EXERCISE DESCRIPTION: Please return every record below exactly as it stands.
########################################
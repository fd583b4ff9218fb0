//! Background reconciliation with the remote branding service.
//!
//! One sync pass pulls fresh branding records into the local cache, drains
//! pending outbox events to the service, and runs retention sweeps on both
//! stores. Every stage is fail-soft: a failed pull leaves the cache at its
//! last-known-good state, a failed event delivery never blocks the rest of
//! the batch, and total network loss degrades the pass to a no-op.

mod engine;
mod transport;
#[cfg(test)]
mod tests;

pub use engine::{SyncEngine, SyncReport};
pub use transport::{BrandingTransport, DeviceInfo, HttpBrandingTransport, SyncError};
########################################
SOLUTION TO THE EXERCISE:
repository fd583b4ff9218fb0
//! Background reconciliation with the remote branding service.
//!
//! One sync pass pulls fresh branding records into the local cache, drains
//! pending outbox events to the service, and runs retention sweeps on both
//! stores. Every stage is fail-soft: a failed pull leaves the cache at its
//! last-known-good state, a failed event delivery never blocks the rest of
//! the batch, and total network loss degrades the pass to a no-op.

mod engine;
mod transport;
#[cfg(test)]
mod tests;

pub use engine::{SyncEngine, SyncReport};
pub use transport::{BrandingTransport, DeviceInfo, HttpBrandingTransport, SyncError};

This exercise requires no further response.